_TASK BRIEF_:
The complete listing that follows is to be set down again, exactly as it appears.

_MATERIAL PROVIDED_:
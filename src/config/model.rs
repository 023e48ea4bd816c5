// src/config/model.rs

use std::collections::BTreeMap;

use serde::Deserialize;

use crate::types::Priority;

/// Top-level plan file as read from TOML, before validation.
///
/// ```toml
/// [config]
/// default_priority = "middle"
///
/// [task.fetch]
/// cmd = "git fetch"
/// priority = "high"
///
/// [task.build]
/// cmd = "cargo build"
/// after = ["fetch"]
/// ```
#[derive(Debug, Clone, Deserialize)]
pub struct RawConfigFile {
    #[serde(default)]
    pub config: ConfigSection,

    /// All tasks from `[task.<name>]`, keyed by task name.
    #[serde(default)]
    pub task: BTreeMap<String, TaskConfig>,
}

/// `[config]` section.
#[derive(Debug, Clone, Deserialize, Default)]
pub struct ConfigSection {
    /// Priority for tasks that do not set one. Falls back to
    /// [`Priority::DEFAULT`].
    #[serde(default)]
    pub default_priority: Option<PrioritySetting>,
}

/// `[task.<name>]` section.
#[derive(Debug, Clone, Deserialize)]
pub struct TaskConfig {
    /// The command to execute.
    pub cmd: String,

    /// Tasks that must finish before this one starts (`after = ["A", "B"]`).
    #[serde(default)]
    pub after: Vec<String>,

    #[serde(default)]
    pub priority: Option<PrioritySetting>,
}

/// A priority as written in TOML: a preset name or a raw integer.
#[derive(Debug, Clone, PartialEq, Eq, Deserialize)]
#[serde(untagged)]
pub enum PrioritySetting {
    Value(i64),
    Named(String),
}

impl PrioritySetting {
    pub fn resolve(&self) -> Result<Priority, String> {
        match self {
            PrioritySetting::Value(v) => Ok(Priority(*v)),
            PrioritySetting::Named(name) => name.parse(),
        }
    }
}

/// A validated plan file.
///
/// Every `after` reference names a known task and every priority setting
/// parses. Dependency cycles are not checked here; the scheduler reports
/// them when the plan is ordered.
#[derive(Debug, Clone)]
pub struct ConfigFile {
    pub config: ConfigSection,
    pub task: BTreeMap<String, TaskConfig>,
    priorities: BTreeMap<String, Priority>,
}

impl ConfigFile {
    pub(crate) fn new_unchecked(
        config: ConfigSection,
        task: BTreeMap<String, TaskConfig>,
        priorities: BTreeMap<String, Priority>,
    ) -> Self {
        Self {
            config,
            task,
            priorities,
        }
    }

    /// Effective priority of a task: its own setting, then
    /// `[config].default_priority`, then [`Priority::DEFAULT`].
    pub fn priority_of(&self, name: &str) -> Priority {
        self.priorities.get(name).copied().unwrap_or_default()
    }
}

_OUTPUT OF THE TASK_:
filename src/config/model.rs
repository 023e48ea4bd816c5
// src/config/model.rs

use std::collections::BTreeMap;

use serde::Deserialize;

use crate::types::Priority;

/// Top-level plan file as read from TOML, before validation.
///
/// ```toml
/// [config]
/// default_priority = "middle"
///
/// [task.fetch]
/// cmd = "git fetch"
/// priority = "high"
///
/// [task.build]
/// cmd = "cargo build"
/// after = ["fetch"]
/// ```
#[derive(Debug, Clone, Deserialize)]
pub struct RawConfigFile {
    #[serde(default)]
    pub config: ConfigSection,

    /// All tasks from `[task.<name>]`, keyed by task name.
    #[serde(default)]
    pub task: BTreeMap<String, TaskConfig>,
}

/// `[config]` section.
#[derive(Debug, Clone, Deserialize, Default)]
pub struct ConfigSection {
    /// Priority for tasks that do not set one. Falls back to
    /// [`Priority::DEFAULT`].
    #[serde(default)]
    pub default_priority: Option<PrioritySetting>,
}

/// `[task.<name>]` section.
#[derive(Debug, Clone, Deserialize)]
pub struct TaskConfig {
    /// The command to execute.
    pub cmd: String,

    /// Tasks that must finish before this one starts (`after = ["A", "B"]`).
    #[serde(default)]
    pub after: Vec<String>,

    #[serde(default)]
    pub priority: Option<PrioritySetting>,
}

/// A priority as written in TOML: a preset name or a raw integer.
#[derive(Debug, Clone, PartialEq, Eq, Deserialize)]
#[serde(untagged)]
pub enum PrioritySetting {
    Value(i64),
    Named(String),
}

impl PrioritySetting {
    pub fn resolve(&self) -> Result<Priority, String> {
        match self {
            PrioritySetting::Value(v) => Ok(Priority(*v)),
            PrioritySetting::Named(name) => name.parse(),
        }
    }
}

/// A validated plan file.
///
/// Every `after` reference names a known task and every priority setting
/// parses. Dependency cycles are not checked here; the scheduler reports
/// them when the plan is ordered.
#[derive(Debug, Clone)]
pub struct ConfigFile {
    pub config: ConfigSection,
    pub task: BTreeMap<String, TaskConfig>,
    priorities: BTreeMap<String, Priority>,
}

impl ConfigFile {
    pub(crate) fn new_unchecked(
        config: ConfigSection,
        task: BTreeMap<String, TaskConfig>,
        priorities: BTreeMap<String, Priority>,
    ) -> Self {
        Self {
            config,
            task,
            priorities,
        }
    }

    /// Effective priority of a task: its own setting, then
    /// `[config].default_priority`, then [`Priority::DEFAULT`].
    pub fn priority_of(&self, name: &str) -> Priority {
        self.priorities.get(name).copied().unwrap_or_default()
    }
}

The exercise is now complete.